Une fois que les conditions ont été individuellement évaluées, cela permet de calculer automatiquement le score moyen, aboutissant à une classification en 5 catégories :
- la classe A (vert foncé) dénote des CGU respectueuses de vos données personnelles et bienveillantes vis-à-vis des utilisateurs ;
- la classe B (vert clair) dénote des CGU respectueuses, mais pouvant être améliorées ;
- la classe C (jaune) dénote des CGU acceptables, mais nécessitant de s’y attarder (par exemple, pour savoir comment refuser que les données personnelles soient collectées) ;
- la classe D (orange/marron) dénote des CGU irrespectueuses ou nécessitant d’être prudent lors de l’utilisation du service ;
- la classe E (rouge) dénote des CGU inacceptables.
En l’absence d’éléments d’évaluation suffisants, à l’instar de tout système algébrique, il faut prévoir la classe « qui n’existe pas, mais qui existe » (noir).
2.3 Licéité
Comme vous le comprenez bien, l’évaluation proposée par l’équipe est complètement subjective et s’appuie sur la notion de bien et de mal, avec d’une certaine manière – mais sans que cela soit visiblement assumé – un jugement de valeur sur la bienveillance des services (ceci est mon ressenti, donc un avis également très subjectif).
Il est en effet mentionné sur le site que « Rien ici ne devrait être considéré comme du conseil légal. Nous exprimons notre opinion sans garantie et n'endossons en aucun cas aucun service ».
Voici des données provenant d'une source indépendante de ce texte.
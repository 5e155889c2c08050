//! Domain layer for the issue-shepherd bot
//!
//! This module contains the rule and sync models plus the ports the engines depend on.

pub mod errors;
pub mod models;
pub mod ports;

pub use errors::{DomainError, DomainResult};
Ils suggèrent également de « s’adresser à un avocat qualifié pour du conseil légal ». Enfin, ils rappellent que « Lire ToS;DR ne remplace en aucun cas la lecture entière des conditions auxquelles vous êtes lié ».
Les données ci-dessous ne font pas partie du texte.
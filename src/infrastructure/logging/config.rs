//! The `logging` section of the runtime settings.

use std::path::{Path, PathBuf};

use serde::{Deserialize, Serialize};
use tracing::Level;
use tracing_appender::rolling::{self, RollingFileAppender};

const DEFAULT_FILE_NAME: &str = "issue-shepherd.log";

/// Where the bot writes its traces and at which verbosity.
///
/// Console traces always go to stderr. A rolling JSON file is added when
/// `log_dir` is set.
#[derive(Debug, Clone, Serialize, Deserialize, PartialEq, Eq)]
#[serde(default)]
pub struct LogConfig {
    /// Default filter level. `RUST_LOG` directives take precedence.
    pub level: String,
    pub format: LogFormat,
    pub log_dir: Option<PathBuf>,
    /// File name prefix inside `log_dir`; rotation appends the period.
    pub file_name: String,
    pub rotation: RotationPolicy,
}

impl Default for LogConfig {
    fn default() -> Self {
        Self {
            level: "info".to_string(),
            format: LogFormat::Json,
            log_dir: None,
            file_name: DEFAULT_FILE_NAME.to_string(),
            rotation: RotationPolicy::Daily,
        }
    }
}

impl LogConfig {
    /// The configured level, or `None` when it is not a tracing level name.
    pub fn default_level(&self) -> Option<Level> {
        match self.level.to_lowercase().as_str() {
            "trace" => Some(Level::TRACE),
            "debug" => Some(Level::DEBUG),
            "info" => Some(Level::INFO),
            "warn" => Some(Level::WARN),
            "error" => Some(Level::ERROR),
            _ => None,
        }
    }

    /// Rolling appender for `log_dir`, if file output is enabled.
    pub fn file_appender(&self) -> Option<RollingFileAppender> {
        self.log_dir
            .as_deref()
            .map(|dir| self.rotation.appender(dir, &self.file_name))
    }
}

/// Console line format.
#[derive(Debug, Clone, Copy, Serialize, Deserialize, PartialEq, Eq)]
#[serde(rename_all = "lowercase")]
pub enum LogFormat {
    /// One JSON object per event, for log shippers.
    Json,
    /// Multi-line human output for local runs.
    Pretty,
}

#[derive(Debug, Clone, Copy, Default, Serialize, Deserialize, PartialEq, Eq)]
#[serde(rename_all = "lowercase")]
pub enum RotationPolicy {
    #[default]
    Daily,
    Hourly,
    Never,
}

impl RotationPolicy {
    fn appender(self, dir: &Path, file_name: &str) -> RollingFileAppender {
        match self {
            Self::Daily => rolling::daily(dir, file_name),
            Self::Hourly => rolling::hourly(dir, file_name),
            Self::Never => rolling::never(dir, file_name),
        }
    }
}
En clair, ils partagent une opinion communautaire, mais invitent chacune et chacun à se forger sa propre opinion (et pourquoi pas à la partager).
3. ToS;DR au quotidien
Il est clair que nous n’installons pas des applications tous les jours et qu’à choisir, je préfère consulter leur site plutôt que d’aller lire les CGU (et puis comme la confiance n’exclue pas le contrôle, rien n’interdit de lire les CGU pour vérifier si l’équipe de ToS;DR ne raconte pas n’importe quoi).
Cependant, afin de ne même pas avoir besoin de faire l’effort d’aller consulter l’avis de ToS;DR avant d’installer une application, l’équipe a développé des extensions (rubrique « Télécharger les extensions ») pour différents navigateurs : Firefox, Chrome/Chromium, Safari, Opera et MS Edge.
Cette extension ajoute tout simplement une petite icône correspondant à la classe du site en cours de visite (cf. Fig. 3) et lorsque la classe est sujette à caution, une petite fenêtre popup apparaît (cf. Fig. 4). Bien évidemment, aucun message d’alerte n’apparaît si les CGU associées à un site ne posent aucun problème majeur (classes A, B et C).
Conclusion
Pour ma part, je n’installe aucune application dès lors que les CGU me semblent trop intrusives concernant la collecte et l’exploitation de mes données personnelles et j’essaie de sensibiliser ma maisonnée sur les fondements de ce principe. Par conséquent, je me retrouve privé de nombreux outils et services en ligne. Cela contribue également à une forme d’ostracisme et il est de plus en plus difficile d’être inflexible. Je me retrouve de plus en plus face à des réactions de déni et de dédain auprès de mes interlocuteurs.
Le fait d’installer cette extension sur les postes informatiques du domicile a eu un effet inattendu auprès de ma famille, c’est la prise de conscience de la malveillance des grands acteurs du numérique. Du coup, je reste le méchant qui interdit de faire comme tout le monde, mais d’un autre côté, j’agis « en bon père de famille » qui assure la protection de sa famille et l’on me pardonne en partie.
Bref, il me semble que c’est encore une fois une très belle contribution qui partage les valeurs éthiques défendues par rms et consorts sur le partage, le communautarisme et le respect des libertés individuelles.